1. A confeitaria caseira surgiu relativamente há pouco tempo.

Hoje em dia, qualquer pessoa pode facilmente se tornar um padeiro caseiro e, durante a pandemia, muitos se aventuraram e até aprenderam a fazer seu próprio fermento natural. No entanto, no passado, grande parte disso era muito mais difícil e, para muitos, quase impossível. Na época colonial, muitas pessoas tinham fermento natural, que usavam para fazer seus próprios biscoitos e panquecas, mas fazer tudo com precisão era difícil, e assar pão era ainda mais complicado. Eles usavam fornos de tijolos em formato de colmeia, que regulavam a temperatura apenas pré-queimando a quantidade certa de cinzas e, em seguida, liberando o ar ou adicionando mais cinzas conforme necessário.

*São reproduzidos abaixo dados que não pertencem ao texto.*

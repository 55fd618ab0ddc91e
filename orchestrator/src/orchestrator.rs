//! One orchestration attempt (plan, then execute) under bounded retry.

use std::sync::Arc;

use anyhow::{Context, Result, bail};
use tracing::{info, instrument};

use crate::core::capabilities::CapabilityRegistry;
use crate::core::types::{ExecutionContext, ExecutionTrace};
use crate::error::PipelineError;
use crate::executor::StepExecutor;
use crate::gate::CapabilityGate;
use crate::io::cache::KnowledgeCache;
use crate::io::config::OrchestratorConfig;
use crate::io::gh::GhCli;
use crate::planner::Planner;
use crate::providers::{Generator, Router};
use crate::recovery::FailureRecovery;
use crate::tools::{ToolRegistry, standard_registry};

const DESCRIPTION_PREFIX_CHARS: usize = 50;

/// Plan, execute and recover. Shareable across threads; each call owns its
/// own execution context.
pub struct Orchestrator {
    planner: Planner,
    executor: StepExecutor,
    recovery: FailureRecovery,
}

impl Orchestrator {
    /// Fails if an enabled capability has no registered tool.
    pub fn new(
        generator: Arc<dyn Generator>,
        capabilities: CapabilityRegistry,
        tools: ToolRegistry,
    ) -> Result<Self> {
        let missing = tools.missing(&capabilities);
        if !missing.is_empty() {
            let names: Vec<_> = missing.iter().map(|action| action.as_str()).collect();
            bail!("enabled capabilities without a tool: {}", names.join(", "));
        }
        let capabilities = Arc::new(capabilities);
        Ok(Self {
            planner: Planner::new(generator, Arc::clone(&capabilities))?,
            executor: StepExecutor::new(CapabilityGate::new(capabilities), Arc::new(tools)),
            recovery: FailureRecovery,
        })
    }

    /// Production wiring: command providers, on-disk cache, `gh` for writeback.
    pub fn from_config(config: &OrchestratorConfig) -> Result<Self> {
        let generator: Arc<dyn Generator> = Arc::new(Router::from_config(config)?);
        let cache = KnowledgeCache::open(&config.execution.cache_dir)?;
        let tools = standard_registry(
            config,
            cache,
            Arc::clone(&generator),
            Arc::new(GhCli::default()),
        );
        Self::new(generator, config.capability_registry()?, tools)
            .context("wire orchestrator")
    }

    /// Plan and execute `instruction`, retrying the whole attempt once on failure.
    #[instrument(skip_all, fields(conversation_id = %conversation_id))]
    pub fn execute(
        &self,
        conversation_id: &str,
        instruction: &str,
    ) -> Result<ExecutionContext, PipelineError> {
        let description = describe(instruction);
        let context = self.recovery.retry(
            || self.attempt(conversation_id, instruction).map(|trace| trace.results),
            &description,
        )?;
        info!(results = context.len(), "instruction executed");
        Ok(context)
    }

    /// Single attempt without retry, returning the plan alongside the results.
    #[instrument(skip_all, fields(conversation_id = %conversation_id))]
    pub fn execute_with_plan(
        &self,
        conversation_id: &str,
        instruction: &str,
    ) -> Result<ExecutionTrace, PipelineError> {
        self.attempt(conversation_id, instruction)
    }

    fn attempt(
        &self,
        conversation_id: &str,
        instruction: &str,
    ) -> Result<ExecutionTrace, PipelineError> {
        let plan = self.planner.plan(instruction)?;
        let results = self.executor.execute(conversation_id, &plan)?;
        Ok(ExecutionTrace { plan, results })
    }
}

fn describe(instruction: &str) -> String {
    let prefix: String = instruction.chars().take(DESCRIPTION_PREFIX_CHARS).collect();
    format!("instruction execution: {prefix}...")
}
//! Command-gated plan/execute pipeline.
//!
//! Turns a free-text instruction into a validated plan of tool invocations,
//! runs it under capability gating and retries the whole attempt once on
//! failure. Results are printed to stdout as JSON; diagnostics go to stderr.

use std::io::Read;
use std::path::{Path, PathBuf};

use anyhow::{Context, Result, bail};
use clap::{Parser, Subcommand};
use serde::Serialize;
use serde_json::Value;

use orchestrator::control_plane::{CommandPayload, ControlPlane, DEFAULT_CONVERSATION_ID};
use orchestrator::core::types::Action;
use orchestrator::error::PipelineError;
use orchestrator::exit_codes;
use orchestrator::io::cache::KnowledgeCache;
use orchestrator::io::config::{DEFAULT_CONFIG_PATH, OrchestratorConfig, load_config, write_config};
use orchestrator::logging;
use orchestrator::orchestrator::Orchestrator;

#[derive(Parser)]
#[command(
    name = "orchestrator",
    version,
    about = "Command-gated plan/execute pipeline with capability gating and bounded retry"
)]
struct Cli {
    /// Path to the TOML config file.
    #[arg(long, global = true, default_value = DEFAULT_CONFIG_PATH)]
    config: PathBuf,

    #[command(subcommand)]
    command: Command,
}

#[derive(Subcommand)]
enum Command {
    /// Write the default config file if missing.
    Init {
        /// Overwrite an existing config.
        #[arg(short, long)]
        force: bool,
    },
    /// Read a JSON command payload from stdin and run it.
    Handle {
        /// Single attempt; print `{plan, results}`.
        #[arg(long)]
        trace: bool,
    },
    /// Run an instruction given on the command line.
    Execute {
        #[arg(long, default_value = DEFAULT_CONVERSATION_ID)]
        conversation_id: String,
        /// Single attempt; print `{plan, results}`.
        #[arg(long)]
        trace: bool,
        #[arg(required = true)]
        instructions: Vec<String>,
    },
    /// Inspect or seed the knowledge cache.
    Cache {
        #[command(subcommand)]
        command: CacheCommand,
    },
    /// List enabled capabilities, or enable/disable some and save the config.
    Capabilities {
        #[arg(long, value_name = "ACTION")]
        enable: Vec<Action>,
        #[arg(long, value_name = "ACTION")]
        disable: Vec<Action>,
    },
}

#[derive(Subcommand)]
enum CacheCommand {
    /// Store a JSON value under a topic.
    Store { topic: String, json: String },
    /// Print the entry stored under a topic.
    Load { topic: String },
    /// Print every stored topic.
    List,
    /// Print entry count and total size.
    Stats,
}

fn main() {
    logging::init();
    if let Err(err) = run() {
        eprintln!("{err:#}");
        std::process::exit(exit_code(&err));
    }
}

fn exit_code(err: &anyhow::Error) -> i32 {
    match err.downcast_ref::<PipelineError>() {
        Some(PipelineError::Command(_)) => exit_codes::COMMAND_REJECTED,
        Some(PipelineError::Recovery(_)) => exit_codes::RECOVERY_EXHAUSTED,
        _ => exit_codes::INVALID,
    }
}

fn run() -> Result<()> {
    let cli = Cli::parse();
    match cli.command {
        Command::Init { force } => cmd_init(&cli.config, force),
        Command::Handle { trace } => {
            let mut raw = String::new();
            std::io::stdin()
                .read_to_string(&mut raw)
                .context("read command payload from stdin")?;
            let payload: CommandPayload =
                serde_json::from_str(&raw).context("parse command payload")?;
            cmd_run(&cli.config, &payload, trace)
        }
        Command::Execute {
            conversation_id,
            trace,
            instructions,
        } => {
            let payload = CommandPayload::execute(conversation_id, instructions.join(" "));
            cmd_run(&cli.config, &payload, trace)
        }
        Command::Cache { command } => cmd_cache(&cli.config, command),
        Command::Capabilities { enable, disable } => {
            cmd_capabilities(&cli.config, &enable, &disable)
        }
    }
}

fn cmd_init(path: &Path, force: bool) -> Result<()> {
    if path.exists() && !force {
        bail!(
            "{} already exists (use --force to overwrite)",
            path.display()
        );
    }
    write_config(path, &OrchestratorConfig::default())
}

fn cmd_run(config_path: &Path, payload: &CommandPayload, trace: bool) -> Result<()> {
    let config = load_config(config_path)?;
    let plane = ControlPlane::new(Orchestrator::from_config(&config)?);
    if trace {
        print_json(&plane.handle_with_trace(payload)?)
    } else {
        print_json(&plane.handle(payload)?)
    }
}

fn cmd_cache(config_path: &Path, command: CacheCommand) -> Result<()> {
    let config = load_config(config_path)?;
    let cache = KnowledgeCache::open(&config.execution.cache_dir)?;
    match command {
        CacheCommand::Store { topic, json } => {
            let data: Value = serde_json::from_str(&json).context("parse cache value")?;
            let key = cache.store(&topic, data)?;
            println!("{key}");
            Ok(())
        }
        CacheCommand::Load { topic } => match cache.load_entry(&topic) {
            Some(entry) => print_json(&entry),
            None => bail!("no cache entry for '{topic}'"),
        },
        CacheCommand::List => {
            for topic in cache.list_topics()? {
                println!("{topic}");
            }
            Ok(())
        }
        CacheCommand::Stats => print_json(&cache.stats()?),
    }
}

fn cmd_capabilities(config_path: &Path, enable: &[Action], disable: &[Action]) -> Result<()> {
    let mut config = load_config(config_path)?;
    if !enable.is_empty() || !disable.is_empty() {
        for action in enable {
            config.set_capability(*action, true);
        }
        for action in disable {
            config.set_capability(*action, false);
        }
        write_config(config_path, &config)?;
    }
    for action in config.capability_registry()?.list_enabled() {
        println!("{action}");
    }
    Ok(())
}

fn print_json<T: Serialize>(value: &T) -> Result<()> {
    let rendered = serde_json::to_string_pretty(value).context("serialize output")?;
    println!("{rendered}");
    Ok(())
}
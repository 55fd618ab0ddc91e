//! Semantic plan invariants not expressible via JSON Schema.

use std::collections::BTreeMap;

use crate::core::types::{Action, Step};

/// Check plan invariants:
/// - At least one step
/// - No action appears twice (context entries are keyed by action, so a
///   repeated action would overwrite an earlier result)
///
/// Returns a list of stable error messages in step order.
pub fn validate_plan_invariants(steps: &[Step]) -> Vec<String> {
    let mut errors = Vec::new();
    if steps.is_empty() {
        errors.push("plan must contain at least one step".to_string());
        return errors;
    }

    let mut first_seen: BTreeMap<Action, usize> = BTreeMap::new();
    for (index, step) in steps.iter().enumerate() {
        let position = index + 1;
        if let Some(first) = first_seen.get(&step.action) {
            errors.push(format!(
                "duplicate action '{}' at steps {} and {}",
                step.action, first, position
            ));
            continue;
        }
        first_seen.insert(step.action, position);
    }

    errors
}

O pão era considerado uma parte tão vital da vida que todos, desde soldados a moradores de cidades, o consideravam crucial para uma dieta equilibrada, e os intendentes eram obrigados a construir fornos em qualquer base militar de longa duração para a produção de pão. Os fogões a gás começaram a surgir no final do século XIX, e os fogões elétricos se tornaram comuns no século XX. No entanto, foi somente durante a Segunda Guerra Mundial, com a invenção do fermento biológico seco, que o simples preparo de pão em casa se tornou realmente a norma na maioria dos países.